Это было смешно, ново и необычно, как необычно и ново было теперь все, что происходило с ней и вокруг нее. Она родилась этой неправдоподобной ночью и теперь взирала с детским любопытством и непосредственностью на весь этот перевернувшийся вверх тормашками мир. Сон не растаял поутру. Новогодняя сказка все продолжалась.

– Женечка, ты со мной? Это все еще правда? – Маша боялась поверить, что все это происходит с ней и на самом деле. Она попыталась приподняться. – Ой-ей-ей-ей… Как все болит. Не могу пошевелиться.

– Пожалуйста, замри. Не двигайся. Дай насладиться тобой. Хочу запомнить тебя такую, какой увидел тебя впервые. Сегодня. Сколько бы я ни прожил – всю жизнь буду вспоминать это утро и эти мгновения, как ты смотрела на меня из объятий белого медведя. Наверное, вот так на узенькой полоске кипрского пляжа из морской пены впервые на Земле родилась Богиня любви.

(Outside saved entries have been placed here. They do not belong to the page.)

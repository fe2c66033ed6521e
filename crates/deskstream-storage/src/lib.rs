//! deskstream Storage - embedded persistence layer
//!
//! Finished conversation turns are stored in redb, keyed by the vendor
//! request id. The stream itself never touches storage; the transport
//! layer saves one record per turn after the stream ends.

pub mod chat_log;

pub use chat_log::{ChatLog, ChatLogStorage};

use std::path::Path;
use std::sync::Arc;

use anyhow::Result;
use redb::Database;

/// Central storage manager that initializes all storage subsystems
pub struct Storage {
    pub chat_logs: ChatLogStorage,
}

impl Storage {
    pub fn new(path: impl AsRef<Path>) -> Result<Self> {
        let db = Arc::new(Database::create(path)?);
        Ok(Self {
            chat_logs: ChatLogStorage::new(db)?,
        })
    }
}
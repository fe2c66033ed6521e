//! Streaming response normalization - bridge, parsing, smoothing, events

mod bridge;
mod engine;
mod event;
mod extract;
mod smooth;
mod sources;
mod state;
mod usage;

pub use bridge::{BridgeConfig, BridgeMessage, spawn_bridge};
pub use engine::{EventStream, StreamEngine};
pub use event::{ChatChunk, ErrorEvent, INIT_REQUEST_ID, StreamEvent};
pub use extract::{ExtractedFields, extract_balanced_field, extract_fields, extract_string_field};
pub use smooth::{SMOOTH_THRESHOLD, delta_after, split_delta};
pub use sources::{SourceKind, SourceRecord, collect_sources};
pub use state::TurnState;
pub use usage::TokenUsage;
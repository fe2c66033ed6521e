//! Bailian application completion client.
//!
//! Talks to the app-completion endpoint over SSE. The call is blocking by
//! design: frames are read off the response body with a buffered reader,
//! which matches the vendor SDK shape the bridge worker expects.

use std::io::{BufRead, BufReader, Lines};
use std::time::Duration;

use serde_json::json;

use crate::app::client::{AppClient, AppRequest, FrameIter};
use crate::app::frame::AppFrame;
use crate::error::{ChatError, Result};
use crate::http_client::{DEFAULT_CALL_TIMEOUT, build_blocking_client};

const DEFAULT_BASE_URL: &str = "https://dashscope.aliyuncs.com";

// Truncate error bodies to prevent leaking large or sensitive responses.
const MAX_ERROR_BODY: usize = 512;

/// Client for a hosted Bailian application (agent) endpoint.
pub struct BailianClient {
    http: reqwest::blocking::Client,
    api_key: String,
    app_id: String,
    base_url: String,
}

impl BailianClient {
    pub fn new(api_key: impl Into<String>, app_id: impl Into<String>) -> Self {
        Self {
            http: build_blocking_client(DEFAULT_CALL_TIMEOUT),
            api_key: api_key.into(),
            app_id: app_id.into(),
            base_url: DEFAULT_BASE_URL.to_string(),
        }
    }

    /// Set custom base URL (for API-compatible or regional endpoints)
    pub fn with_base_url(mut self, url: impl Into<String>) -> Self {
        self.base_url = url.into();
        self
    }

    pub fn with_timeout(mut self, timeout: Duration) -> Self {
        self.http = build_blocking_client(timeout);
        self
    }
}

impl AppClient for BailianClient {
    fn name(&self) -> &str {
        "bailian"
    }

    fn call(&self, request: &AppRequest) -> Result<FrameIter> {
        let body = json!({
            "input": {
                "prompt": request.query,
                "session_id": request.session_id,
            },
            "parameters": {
                "flow_stream_mode": "message_format",
                "incremental_output": true,
            },
        });

        let response = self
            .http
            .post(format!(
                "{}/api/v1/apps/{}/completion",
                self.base_url, self.app_id
            ))
            .header("Authorization", format!("Bearer {}", self.api_key))
            .header("Content-Type", "application/json")
            .header("X-DashScope-SSE", "enable")
            .json(&body)
            .send()?;

        let status = response.status();
        if !status.is_success() {
            let mut message = response.text().unwrap_or_default();
            if message.len() > MAX_ERROR_BODY {
                let mut cut = MAX_ERROR_BODY;
                while !message.is_char_boundary(cut) {
                    cut -= 1;
                }
                message.truncate(cut);
                message.push_str("... [truncated]");
            }
            return Err(ChatError::Vendor {
                code: status.as_u16().to_string(),
                message,
            });
        }

        Ok(Box::new(SseFrames {
            lines: BufReader::new(response).lines(),
        }))
    }
}

/// Iterator over `data:` payloads of the SSE body, one frame each.
struct SseFrames {
    lines: Lines<BufReader<reqwest::blocking::Response>>,
}

impl Iterator for SseFrames {
    type Item = Result<AppFrame>;

    fn next(&mut self) -> Option<Self::Item> {
        loop {
            let line = match self.lines.next()? {
                Ok(line) => line,
                Err(err) => return Some(Err(ChatError::Io(err))),
            };

            // SSE fields other than `data:` (id:, event:, comments) carry no
            // frame payload.
            let Some(data) = line
                .strip_prefix("data:")
                .map(|rest| rest.strip_prefix(' ').unwrap_or(rest))
            else {
                continue;
            };

            if data.is_empty() {
                continue;
            }

            match serde_json::from_str::<AppFrame>(data) {
                Ok(frame) => return Some(Ok(frame)),
                Err(err) => {
                    tracing::debug!(error = %err, "Skipping unparseable stream frame");
                    continue;
                }
            }
        }
    }
}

Женя нисколько не преувеличивал, хотя сердце, исполненное любви (ее сердце), могло рисовать романтические картины, далекие от реальности. Но Маша была действительно необыкновенно хороша в это утро. И образ Афродиты и морских волн возник не случайно. Кудряшки белого меха, пенящиеся в ее ногах, крутой волной накатившая, полуприкрывшая ее шкура, Машины бесконечно длинные волосы, струями, переливающимися на солнце, спадающие вниз по обнаженным плечам, в ложбинку на груди, чтобы смешаться, не растворяясь в мягкой пене, окаймляющей изгибы ее тела. Смуглая, черноволосая, на ярком пушистом фоне, она и правда смотрелась как древняя богиня из времен молодости и неиспорченности человечества.

– Сейчас… – Женя метнулся к столу, где лежал его блокнот, с которым он вчера бродил по Эрмитажу.